** PROBLEM TO WORK ON **
For every line in the records that has the word "ChargeTypeSelector", make a copy.

Collected data entries:
---
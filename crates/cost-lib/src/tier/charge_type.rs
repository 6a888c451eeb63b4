//! Prepaid vs postpaid selection heuristic

use crate::models::{ChargeType, ResourceVector};

/// Largest CPU step the vendor sells on prepaid billing
pub const PREPAID_CPU_CEILING: f64 = 8.0;

/// Smallest CPU step the vendor sells on prepaid billing
pub const PREPAID_CPU_FLOOR: f64 = 1.0;

/// Prepaid SKUs require a CPU:memory ratio above 1:4
pub const PREPAID_MIN_CPU_MEM_RATIO: f64 = 1.0 / 4.0;

/// Picks a charge type for a workload when the caller does not force one
#[derive(Debug, Clone, Copy)]
pub struct ChargeTypeSelector {
    prepaid_cpu_ceiling: f64,
}

impl ChargeTypeSelector {
    pub fn new(prepaid_cpu_ceiling: f64) -> Self {
        Self { prepaid_cpu_ceiling }
    }

    pub fn prepaid_cpu_ceiling(&self) -> f64 {
        self.prepaid_cpu_ceiling
    }

    /// Select the charge type for a demand.
    ///
    /// The comparison operators are load-bearing: reports downstream depend on
    /// the exact thresholds at `cpu == 1`, `cpu == ceiling` and `cpu/mem == 1/4`.
    pub fn select(&self, demand: &ResourceVector, forced: Option<ChargeType>) -> ChargeType {
        if let Some(charge_type) = forced {
            return charge_type;
        }

        let cpu = demand.cpu;
        let mem = demand.mem;
        if cpu > self.prepaid_cpu_ceiling {
            ChargeType::PostpaidByHour
        } else if cpu >= PREPAID_CPU_FLOOR
            && cpu <= self.prepaid_cpu_ceiling
            && cpu / mem > PREPAID_MIN_CPU_MEM_RATIO
        {
            ChargeType::Prepaid
        } else {
            ChargeType::PostpaidByHour
        }
    }
}

impl Default for ChargeTypeSelector {
    fn default() -> Self {
        Self::new(PREPAID_CPU_CEILING)
    }
}

/// Select a charge type with the reference vendor's thresholds
pub fn select_charge_type(demand: &ResourceVector, forced: Option<ChargeType>) -> ChargeType {
    ChargeTypeSelector::default().select(demand, forced)
}

#[cfg(test)]
mod tests {
    use super::*;

    fn select(cpu: f64, mem: f64) -> ChargeType {
        select_charge_type(&ResourceVector::new(cpu, mem), None)
    }

    #[test]
    fn test_forced_charge_type_wins() {
        let demand = ResourceVector::new(20.0, 10.0);
        assert_eq!(
            select_charge_type(&demand, Some(ChargeType::Prepaid)),
            ChargeType::Prepaid
        );
    }

    #[test]
    fn test_large_workloads_are_postpaid() {
        assert_eq!(select(20.0, 10.0), ChargeType::PostpaidByHour);
        assert_eq!(select(8.5, 8.0), ChargeType::PostpaidByHour);
    }

    #[test]
    fn test_cpu_heavy_workloads_are_prepaid() {
        assert_eq!(select(1.0, 3.5), ChargeType::Prepaid);
        assert_eq!(select(8.0, 16.0), ChargeType::Prepaid);
        // memory unspecified gives an infinite ratio
        assert_eq!(select(2.0, 0.0), ChargeType::Prepaid);
    }

    #[test]
    fn test_boundaries() {
        // cpu == 1 is inside the prepaid band
        assert_eq!(select(1.0, 2.0), ChargeType::Prepaid);
        // just below 1 core falls back to postpaid
        assert_eq!(select(0.999, 2.0), ChargeType::PostpaidByHour);
        // ratio exactly 1:4 is not strictly greater
        assert_eq!(select(1.0, 4.0), ChargeType::PostpaidByHour);
        assert_eq!(select(2.0, 8.0), ChargeType::PostpaidByHour);
        // cpu == ceiling is still prepaid
        assert_eq!(select(8.0, 31.0), ChargeType::Prepaid);
    }

    #[test]
    fn test_memory_heavy_workloads_are_postpaid() {
        assert_eq!(select(1.0, 8.0), ChargeType::PostpaidByHour);
        assert_eq!(select(0.5, 1.0), ChargeType::PostpaidByHour);
    }

    #[test]
    fn test_forcing_selected_type_is_idempotent() {
        let demands = [
            (0.25, 0.5),
            (1.0, 3.5),
            (1.0, 4.0),
            (4.0, 8.0),
            (8.0, 64.0),
            (12.0, 24.0),
            (20.0, 10.0),
        ];
        for (cpu, mem) in demands {
            let demand = ResourceVector::new(cpu, mem);
            let selected = select_charge_type(&demand, None);
            assert_eq!(select_charge_type(&demand, Some(selected)), selected);
        }
    }
}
---
** TASK OUTPUT **
pub struct ChargeTypeSelector {
impl ChargeTypeSelector {
impl Default for ChargeTypeSelector {
    ChargeTypeSelector::default().select(demand, forced)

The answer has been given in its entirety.